» DATA TO USE:

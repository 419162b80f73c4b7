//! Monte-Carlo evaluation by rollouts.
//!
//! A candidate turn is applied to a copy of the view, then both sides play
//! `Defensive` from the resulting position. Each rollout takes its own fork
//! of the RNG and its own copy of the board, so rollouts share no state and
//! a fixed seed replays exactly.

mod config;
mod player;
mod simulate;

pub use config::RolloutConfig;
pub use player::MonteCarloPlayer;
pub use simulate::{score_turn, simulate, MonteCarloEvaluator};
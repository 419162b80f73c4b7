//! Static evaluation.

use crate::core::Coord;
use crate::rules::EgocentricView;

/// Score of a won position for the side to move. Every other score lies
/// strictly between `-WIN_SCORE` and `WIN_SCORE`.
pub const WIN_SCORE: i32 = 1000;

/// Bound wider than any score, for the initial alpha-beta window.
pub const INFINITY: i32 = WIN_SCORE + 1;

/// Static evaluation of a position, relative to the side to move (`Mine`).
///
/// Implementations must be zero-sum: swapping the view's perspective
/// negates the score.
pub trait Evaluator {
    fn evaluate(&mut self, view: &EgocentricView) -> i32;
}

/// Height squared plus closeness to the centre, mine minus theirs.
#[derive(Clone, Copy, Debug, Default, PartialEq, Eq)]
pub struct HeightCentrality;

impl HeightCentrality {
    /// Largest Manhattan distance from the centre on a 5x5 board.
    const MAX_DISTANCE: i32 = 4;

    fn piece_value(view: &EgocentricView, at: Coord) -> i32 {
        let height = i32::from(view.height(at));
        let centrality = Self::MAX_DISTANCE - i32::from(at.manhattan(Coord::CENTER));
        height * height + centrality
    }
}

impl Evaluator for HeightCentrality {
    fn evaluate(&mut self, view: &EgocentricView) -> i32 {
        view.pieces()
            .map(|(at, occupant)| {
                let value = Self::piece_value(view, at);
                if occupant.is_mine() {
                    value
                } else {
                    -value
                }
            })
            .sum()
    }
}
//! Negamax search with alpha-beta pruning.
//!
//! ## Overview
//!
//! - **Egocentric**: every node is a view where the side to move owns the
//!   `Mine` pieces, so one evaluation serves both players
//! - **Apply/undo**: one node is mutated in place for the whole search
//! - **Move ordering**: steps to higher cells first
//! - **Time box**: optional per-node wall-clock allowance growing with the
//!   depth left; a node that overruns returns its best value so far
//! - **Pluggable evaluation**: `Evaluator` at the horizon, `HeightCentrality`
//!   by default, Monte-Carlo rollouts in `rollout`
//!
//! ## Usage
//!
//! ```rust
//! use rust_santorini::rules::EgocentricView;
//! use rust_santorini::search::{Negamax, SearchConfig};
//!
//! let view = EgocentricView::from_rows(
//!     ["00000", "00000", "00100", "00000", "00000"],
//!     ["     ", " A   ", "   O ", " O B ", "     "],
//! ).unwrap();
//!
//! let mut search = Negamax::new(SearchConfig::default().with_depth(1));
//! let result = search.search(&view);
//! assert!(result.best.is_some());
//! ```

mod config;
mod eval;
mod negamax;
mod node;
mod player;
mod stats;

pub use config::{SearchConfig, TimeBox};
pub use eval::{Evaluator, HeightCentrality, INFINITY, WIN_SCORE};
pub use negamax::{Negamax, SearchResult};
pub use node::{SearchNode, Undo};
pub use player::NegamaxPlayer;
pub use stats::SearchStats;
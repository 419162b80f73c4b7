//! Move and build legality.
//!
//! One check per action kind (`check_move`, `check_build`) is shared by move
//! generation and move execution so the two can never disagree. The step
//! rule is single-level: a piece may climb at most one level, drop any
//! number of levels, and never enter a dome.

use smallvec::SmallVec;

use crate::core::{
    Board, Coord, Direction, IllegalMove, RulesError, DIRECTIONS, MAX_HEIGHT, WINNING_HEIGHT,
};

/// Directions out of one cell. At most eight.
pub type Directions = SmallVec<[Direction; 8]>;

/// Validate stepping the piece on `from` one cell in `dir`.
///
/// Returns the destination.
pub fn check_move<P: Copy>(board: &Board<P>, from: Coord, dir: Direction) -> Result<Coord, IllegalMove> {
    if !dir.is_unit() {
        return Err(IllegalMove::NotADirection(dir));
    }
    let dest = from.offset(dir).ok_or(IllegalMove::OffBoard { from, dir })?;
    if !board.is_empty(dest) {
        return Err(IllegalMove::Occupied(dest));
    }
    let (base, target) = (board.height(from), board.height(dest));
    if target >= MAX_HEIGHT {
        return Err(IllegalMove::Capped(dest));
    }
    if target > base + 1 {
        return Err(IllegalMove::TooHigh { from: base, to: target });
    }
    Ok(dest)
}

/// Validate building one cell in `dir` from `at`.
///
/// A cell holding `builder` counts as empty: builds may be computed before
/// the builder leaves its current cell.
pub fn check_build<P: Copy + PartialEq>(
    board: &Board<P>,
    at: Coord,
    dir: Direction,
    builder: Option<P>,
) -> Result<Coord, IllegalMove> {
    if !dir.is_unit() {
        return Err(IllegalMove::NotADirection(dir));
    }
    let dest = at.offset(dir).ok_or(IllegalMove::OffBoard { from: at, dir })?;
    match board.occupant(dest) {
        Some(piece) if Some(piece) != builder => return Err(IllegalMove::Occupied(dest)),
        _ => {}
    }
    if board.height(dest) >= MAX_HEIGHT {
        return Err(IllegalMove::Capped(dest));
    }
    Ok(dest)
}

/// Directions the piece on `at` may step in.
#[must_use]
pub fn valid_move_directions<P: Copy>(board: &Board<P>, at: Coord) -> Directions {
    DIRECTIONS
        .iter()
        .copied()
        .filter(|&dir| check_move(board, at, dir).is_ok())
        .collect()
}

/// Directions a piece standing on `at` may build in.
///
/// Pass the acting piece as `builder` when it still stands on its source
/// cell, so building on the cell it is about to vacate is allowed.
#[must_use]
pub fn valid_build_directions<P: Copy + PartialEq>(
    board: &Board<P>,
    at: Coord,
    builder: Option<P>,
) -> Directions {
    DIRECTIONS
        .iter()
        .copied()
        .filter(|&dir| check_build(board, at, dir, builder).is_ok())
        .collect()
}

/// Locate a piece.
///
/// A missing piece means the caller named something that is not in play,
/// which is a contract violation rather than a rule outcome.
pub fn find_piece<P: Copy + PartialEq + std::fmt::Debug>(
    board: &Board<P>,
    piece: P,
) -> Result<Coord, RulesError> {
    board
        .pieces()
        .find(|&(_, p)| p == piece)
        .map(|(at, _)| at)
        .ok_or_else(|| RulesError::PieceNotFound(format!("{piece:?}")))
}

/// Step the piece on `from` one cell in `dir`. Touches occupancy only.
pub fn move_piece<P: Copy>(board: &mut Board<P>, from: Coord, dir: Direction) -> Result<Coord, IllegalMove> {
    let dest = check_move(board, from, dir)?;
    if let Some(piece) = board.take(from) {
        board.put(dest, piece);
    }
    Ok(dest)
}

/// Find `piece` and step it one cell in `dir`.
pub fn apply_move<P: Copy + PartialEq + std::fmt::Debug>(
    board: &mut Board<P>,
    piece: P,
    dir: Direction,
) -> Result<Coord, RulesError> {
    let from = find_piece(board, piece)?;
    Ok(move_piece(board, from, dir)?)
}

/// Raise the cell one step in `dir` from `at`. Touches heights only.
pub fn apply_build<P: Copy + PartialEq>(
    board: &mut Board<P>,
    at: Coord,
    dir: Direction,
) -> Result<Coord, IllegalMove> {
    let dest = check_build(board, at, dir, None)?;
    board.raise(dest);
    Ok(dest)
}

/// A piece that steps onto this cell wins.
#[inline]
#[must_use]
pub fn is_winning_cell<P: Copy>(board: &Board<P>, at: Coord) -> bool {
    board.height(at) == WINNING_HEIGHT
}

» WORK ITEM: Nothing added, nothing dropped: copy the data above.

» SOLUTION BELOW:
repository 419162b80f73c4b7
//! Monte-Carlo evaluation by rollouts.
//!
//! A candidate turn is applied to a copy of the view, then both sides play
//! `Defensive` from the resulting position. Each rollout takes its own fork
//! of the RNG and its own copy of the board, so rollouts share no state and
//! a fixed seed replays exactly.

mod config;
mod player;
mod simulate;

pub use config::RolloutConfig;
pub use player::MonteCarloPlayer;
pub use simulate::{score_turn, simulate, MonteCarloEvaluator};
repository 419162b80f73c4b7
//! Static evaluation.

use crate::core::Coord;
use crate::rules::EgocentricView;

/// Score of a won position for the side to move. Every other score lies
/// strictly between `-WIN_SCORE` and `WIN_SCORE`.
pub const WIN_SCORE: i32 = 1000;

/// Bound wider than any score, for the initial alpha-beta window.
pub const INFINITY: i32 = WIN_SCORE + 1;

/// Static evaluation of a position, relative to the side to move (`Mine`).
///
/// Implementations must be zero-sum: swapping the view's perspective
/// negates the score.
pub trait Evaluator {
    fn evaluate(&mut self, view: &EgocentricView) -> i32;
}

/// Height squared plus closeness to the centre, mine minus theirs.
#[derive(Clone, Copy, Debug, Default, PartialEq, Eq)]
pub struct HeightCentrality;

impl HeightCentrality {
    /// Largest Manhattan distance from the centre on a 5x5 board.
    const MAX_DISTANCE: i32 = 4;

    fn piece_value(view: &EgocentricView, at: Coord) -> i32 {
        let height = i32::from(view.height(at));
        let centrality = Self::MAX_DISTANCE - i32::from(at.manhattan(Coord::CENTER));
        height * height + centrality
    }
}

impl Evaluator for HeightCentrality {
    fn evaluate(&mut self, view: &EgocentricView) -> i32 {
        view.pieces()
            .map(|(at, occupant)| {
                let value = Self::piece_value(view, at);
                if occupant.is_mine() {
                    value
                } else {
                    -value
                }
            })
            .sum()
    }
}
//! Negamax search with alpha-beta pruning.
//!
//! ## Overview
//!
//! - **Egocentric**: every node is a view where the side to move owns the
//!   `Mine` pieces, so one evaluation serves both players
//! - **Apply/undo**: one node is mutated in place for the whole search
//! - **Move ordering**: steps to higher cells first
//! - **Time box**: optional per-node wall-clock allowance growing with the
//!   depth left; a node that overruns returns its best value so far
//! - **Pluggable evaluation**: `Evaluator` at the horizon, `HeightCentrality`
//!   by default, Monte-Carlo rollouts in `rollout`
//!
//! ## Usage
//!
//! ```rust
//! use rust_santorini::rules::EgocentricView;
//! use rust_santorini::search::{Negamax, SearchConfig};
//!
//! let view = EgocentricView::from_rows(
//!     ["00000", "00000", "00100", "00000", "00000"],
//!     ["     ", " A   ", "   O ", " O B ", "     "],
//! ).unwrap();
//!
//! let mut search = Negamax::new(SearchConfig::default().with_depth(1));
//! let result = search.search(&view);
//! assert!(result.best.is_some());
//! ```

mod config;
mod eval;
mod negamax;
mod node;
mod player;
mod stats;

pub use config::{SearchConfig, TimeBox};
pub use eval::{Evaluator, HeightCentrality, INFINITY, WIN_SCORE};
pub use negamax::{Negamax, SearchResult};
pub use node::{SearchNode, Undo};
pub use player::NegamaxPlayer;
pub use stats::SearchStats;
repository 419162b80f73c4b7
//! Move and build legality.
//!
//! One check per action kind (`check_move`, `check_build`) is shared by move
//! generation and move execution so the two can never disagree. The step
//! rule is single-level: a piece may climb at most one level, drop any
//! number of levels, and never enter a dome.

use smallvec::SmallVec;

use crate::core::{
    Board, Coord, Direction, IllegalMove, RulesError, DIRECTIONS, MAX_HEIGHT, WINNING_HEIGHT,
};

/// Directions out of one cell. At most eight.
pub type Directions = SmallVec<[Direction; 8]>;

/// Validate stepping the piece on `from` one cell in `dir`.
///
/// Returns the destination.
pub fn check_move<P: Copy>(board: &Board<P>, from: Coord, dir: Direction) -> Result<Coord, IllegalMove> {
    if !dir.is_unit() {
        return Err(IllegalMove::NotADirection(dir));
    }
    let dest = from.offset(dir).ok_or(IllegalMove::OffBoard { from, dir })?;
    if !board.is_empty(dest) {
        return Err(IllegalMove::Occupied(dest));
    }
    let (base, target) = (board.height(from), board.height(dest));
    if target >= MAX_HEIGHT {
        return Err(IllegalMove::Capped(dest));
    }
    if target > base + 1 {
        return Err(IllegalMove::TooHigh { from: base, to: target });
    }
    Ok(dest)
}

/// Validate building one cell in `dir` from `at`.
///
/// A cell holding `builder` counts as empty: builds may be computed before
/// the builder leaves its current cell.
pub fn check_build<P: Copy + PartialEq>(
    board: &Board<P>,
    at: Coord,
    dir: Direction,
    builder: Option<P>,
) -> Result<Coord, IllegalMove> {
    if !dir.is_unit() {
        return Err(IllegalMove::NotADirection(dir));
    }
    let dest = at.offset(dir).ok_or(IllegalMove::OffBoard { from: at, dir })?;
    match board.occupant(dest) {
        Some(piece) if Some(piece) != builder => return Err(IllegalMove::Occupied(dest)),
        _ => {}
    }
    if board.height(dest) >= MAX_HEIGHT {
        return Err(IllegalMove::Capped(dest));
    }
    Ok(dest)
}

/// Directions the piece on `at` may step in.
#[must_use]
pub fn valid_move_directions<P: Copy>(board: &Board<P>, at: Coord) -> Directions {
    DIRECTIONS
        .iter()
        .copied()
        .filter(|&dir| check_move(board, at, dir).is_ok())
        .collect()
}

/// Directions a piece standing on `at` may build in.
///
/// Pass the acting piece as `builder` when it still stands on its source
/// cell, so building on the cell it is about to vacate is allowed.
#[must_use]
pub fn valid_build_directions<P: Copy + PartialEq>(
    board: &Board<P>,
    at: Coord,
    builder: Option<P>,
) -> Directions {
    DIRECTIONS
        .iter()
        .copied()
        .filter(|&dir| check_build(board, at, dir, builder).is_ok())
        .collect()
}

/// Locate a piece.
///
/// A missing piece means the caller named something that is not in play,
/// which is a contract violation rather than a rule outcome.
pub fn find_piece<P: Copy + PartialEq + std::fmt::Debug>(
    board: &Board<P>,
    piece: P,
) -> Result<Coord, RulesError> {
    board
        .pieces()
        .find(|&(_, p)| p == piece)
        .map(|(at, _)| at)
        .ok_or_else(|| RulesError::PieceNotFound(format!("{piece:?}")))
}

/// Step the piece on `from` one cell in `dir`. Touches occupancy only.
pub fn move_piece<P: Copy>(board: &mut Board<P>, from: Coord, dir: Direction) -> Result<Coord, IllegalMove> {
    let dest = check_move(board, from, dir)?;
    if let Some(piece) = board.take(from) {
        board.put(dest, piece);
    }
    Ok(dest)
}

/// Find `piece` and step it one cell in `dir`.
pub fn apply_move<P: Copy + PartialEq + std::fmt::Debug>(
    board: &mut Board<P>,
    piece: P,
    dir: Direction,
) -> Result<Coord, RulesError> {
    let from = find_piece(board, piece)?;
    Ok(move_piece(board, from, dir)?)
}

/// Raise the cell one step in `dir` from `at`. Touches heights only.
pub fn apply_build<P: Copy + PartialEq>(
    board: &mut Board<P>,
    at: Coord,
    dir: Direction,
) -> Result<Coord, IllegalMove> {
    let dest = check_build(board, at, dir, None)?;
    board.raise(dest);
    Ok(dest)
}

/// A piece that steps onto this cell wins.
#[inline]
#[must_use]
pub fn is_winning_cell<P: Copy>(board: &Board<P>, at: Coord) -> bool {
    board.height(at) == WINNING_HEIGHT
}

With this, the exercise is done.